Many of them perished, and it became much more difficult to mount resistance, even though there was still low-level resistance, once that party got into power.

And so, that’s a lesson from history, too. We have to just prevent them from ever taking the reins.

LR: And that, to me, it connects to this quote that you have, an excerpt from your book, where you’re writing about your dad, you’re figuring about his complacency and sympathy for Nazi ideology, and you write that “he was a product of his times, but he was not a passive victim.” Can you speak a little bit more on that complacency as being linked with violence?

BL: Mhm, my research really helped me explain how my dad, growing up where he did in that particular region in Northern Moravia in the former Czechoslovakia, how people in that region became ultranationalist and ended up supporting Hitler, even more so than some people in West Germany proper did.

So, yes, I came to understand the propaganda that he was exposed to, what it was like to be a soldier for seven years in Hitler’s army of annihilation, which was brutal. So, yes I could understand this.

But my father always had choices. Everybody does. I said in the introduction to the book, I’m not trying to exonerate my father. There was no reconciliation between my love for my father, you know, my German papa, and the authoritarian views that he held, those two things cannot be reconciled.

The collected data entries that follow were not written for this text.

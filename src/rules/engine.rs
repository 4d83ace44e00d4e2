//! One remediation pass over a resource's content.
//!
//! Violations are attempted tier by tier in safety order and, inside a tier, in
//! descending `(line, column)` order. Content is held as line slots that never
//! shift: an edit replaces its own slot (possibly with several lines, or nothing),
//! so the line number of every violation not yet attempted stays valid.
use std::cmp::Reverse;
use std::panic::{catch_unwind, AssertUnwindSafe};

use crate::types::report::reason;
use crate::types::{RuleApplicationError, RuleOutcome, Violation, ViolationStatus};

use super::{LineContext, RuleSet, SafetyTier};

/// Result of one engine pass.
#[derive(Clone, Debug, PartialEq, Eq)]
pub struct EngineOutput {
    pub content: String,
    /// One outcome per input violation, in input order.
    pub outcomes: Vec<RuleOutcome>,
    pub changed: bool,
}

impl EngineOutput {
    pub fn applied_count(&self) -> usize {
        self.outcomes.iter().filter(|o| o.applied).count()
    }
}

fn outcome(v: &Violation, applied: bool, reason: impl Into<String>, status: ViolationStatus) -> RuleOutcome {
    RuleOutcome {
        violation_id: v.violation_id(),
        code: v.code.clone(),
        line: v.line,
        applied,
        reason: reason.into(),
        status,
    }
}

/// Clear up to `n` blank slots directly above `index`. Already-cleared slots are skipped.
fn clear_blank_before(slots: &mut [String], index: usize, n: usize) -> usize {
    let mut cleared = 0;
    for slot in slots[..index].iter_mut().rev() {
        if cleared == n {
            break;
        }
        if slot.is_empty() {
            continue;
        }
        if !slot.trim().is_empty() {
            break;
        }
        slot.clear();
        cleared += 1;
    }
    cleared
}

impl RuleSet {
    /// Apply the registered rules for `violations` to `content`.
    ///
    /// Never fails: a rule error or panic is recorded against its violation and the
    /// pass continues with the next one.
    pub fn apply(&self, content: &str, violations: &[Violation]) -> EngineOutput {
        let mut slots: Vec<String> = content.split_inclusive('\n').map(String::from).collect();
        let mut outcomes: Vec<Option<RuleOutcome>> = vec![None; violations.len()];

        let mut queue: Vec<(SafetyTier, usize)> = Vec::with_capacity(violations.len());
        for (i, v) in violations.iter().enumerate() {
            match self.get(&v.code) {
                None => {
                    outcomes[i] = Some(outcome(v, false, reason::NO_RULE, ViolationStatus::Skipped));
                }
                Some(_) if v.line == 0 || v.line as usize > slots.len() => {
                    outcomes[i] = Some(outcome(
                        v,
                        false,
                        reason::LINE_OUT_OF_RANGE,
                        ViolationStatus::Skipped,
                    ));
                }
                Some(rule) => queue.push((rule.tier(), i)),
            }
        }
        queue.sort_by_key(|&(tier, i)| {
            let v = &violations[i];
            (tier, Reverse(v.line), Reverse(v.column), v.code.clone())
        });

        for (_, i) in queue {
            let v = &violations[i];
            let Some(rule) = self.get(&v.code) else {
                continue;
            };
            let idx = (v.line - 1) as usize;
            let before = slots[idx].clone();
            let attempt = {
                let cx = LineContext::new(&slots, idx);
                catch_unwind(AssertUnwindSafe(|| rule.apply(&before, v, &cx)))
                    .unwrap_or_else(|_| {
                        Err(RuleApplicationError::Panicked {
                            code: v.code.clone(),
                        })
                    })
            };
            outcomes[i] = Some(match attempt {
                Err(e) => outcome(
                    v,
                    false,
                    format!("{}: {e}", reason::RULE_ERROR_PREFIX),
                    ViolationStatus::Failed,
                ),
                Ok(None) => outcome(v, false, reason::NO_OP, ViolationStatus::Skipped),
                Ok(Some(edit)) => {
                    let cleared = clear_blank_before(&mut slots, idx, edit.clear_blank_before);
                    if edit.text != before || cleared > 0 {
                        slots[idx] = edit.text;
                        outcome(v, true, reason::FIXED, ViolationStatus::Fixed)
                    } else {
                        outcome(v, false, reason::NO_OP, ViolationStatus::Skipped)
                    }
                }
            });
        }

        let new_content = slots.concat();
        let changed = new_content != content;
        EngineOutput {
            content: new_content,
            outcomes: outcomes.into_iter().flatten().collect(),
            changed,
        }
    }
}
use std::fmt;

use serde::{Deserialize, Serialize};

/// Circuit breaker state. `Halted` is terminal.
#[derive(Clone, Copy, Debug, Default, PartialEq, Eq, Hash, Serialize, Deserialize)]
#[serde(rename_all = "SCREAMING_SNAKE_CASE")]
pub enum HealthStatus {
    #[default]
    Healthy,
    Warning,
    Critical,
    Halted,
}

impl HealthStatus {
    pub fn as_str(&self) -> &'static str {
        match self {
            HealthStatus::Healthy => "HEALTHY",
            HealthStatus::Warning => "WARNING",
            HealthStatus::Critical => "CRITICAL",
            HealthStatus::Halted => "HALTED",
        }
    }
}

impl fmt::Display for HealthStatus {
    fn fmt(&self, f: &mut fmt::Formatter<'_>) -> fmt::Result {
        f.write_str(self.as_str())
    }
}

/// Alert raised while evaluating a completed batch.
#[derive(Clone, Debug, PartialEq, Serialize, Deserialize)]
#[serde(tag = "alert", rename_all = "SCREAMING_SNAKE_CASE")]
pub enum HealthAlert {
    LowSuccessRate { rate: f64, floor: f64 },
    SlowBatch { duration_ms: u64, ceiling_ms: u64 },
    HighFailureCount { failures: u64, ceiling: u64 },
}

/// Aggregate health after a batch.
#[derive(Clone, Debug, Default, PartialEq, Serialize, Deserialize)]
pub struct HealthSnapshot {
    pub batches_completed: u64,
    pub successes: u64,
    pub failures: u64,
    pub success_rate: f64,
    pub status: HealthStatus,
    #[serde(default, skip_serializing_if = "Vec::is_empty")]
    pub alerts: Vec<HealthAlert>,
}

/// Per-batch input to the health monitor.
#[derive(Clone, Copy, Debug, Default)]
pub struct BatchSample {
    pub successes: u64,
    pub failures: u64,
    pub duration: std::time::Duration,
}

He was, yes, a victim of his times, but he was also an actor in history, as we all are. We all are actors in history and so it wasn’t like people got swept away into a big wave and none of them made choices, they all had to make choices every day about supporting the regime or not, passive resistance.

I think that’s important. I tried to portray him and I think I succeeded eventually, with some humanity, re-discovered the humanity that he had with some compassion. But that’s different from exonerating him from holding those abhorrent ideas.

LR: And I think the reviews can attest to that, I was looking through and you’re earning major praise for thoughtful honesty, what were some of your fears and hopes when you were writing it, though?

BL: There were definitely lots, I would say one of the fears would be that maybe some people would misunderstand writing a book like this as an attempt to exonerate the parent or exonerate the ideas but I think it’s very clearly an antifascist book, I hope no one could mistake that.

I’m hoping that the book finds a broader readership, that it reaches people who both concerned about the rise of the far-right today and those who have some experience with that history and maybe had parents or grandparents in the war and want to discuss the lessons that have come from that history that may have been lost to a newer generation.

So it’s really about having discussions, and I’m hoping to generate conversations. At the same time, I’m also hoping to mobilize people to some extent. To convince people that standing by and watching, because it doesn’t affect me right now, is not an option if we want to preserve the liberal democracy that we live in.

It can be easily lost and without people standing up, it will be lost. 

LR: Well Barbara, thank you for taking the time with me today.

BL: Thank you, Lauren, I appreciate it.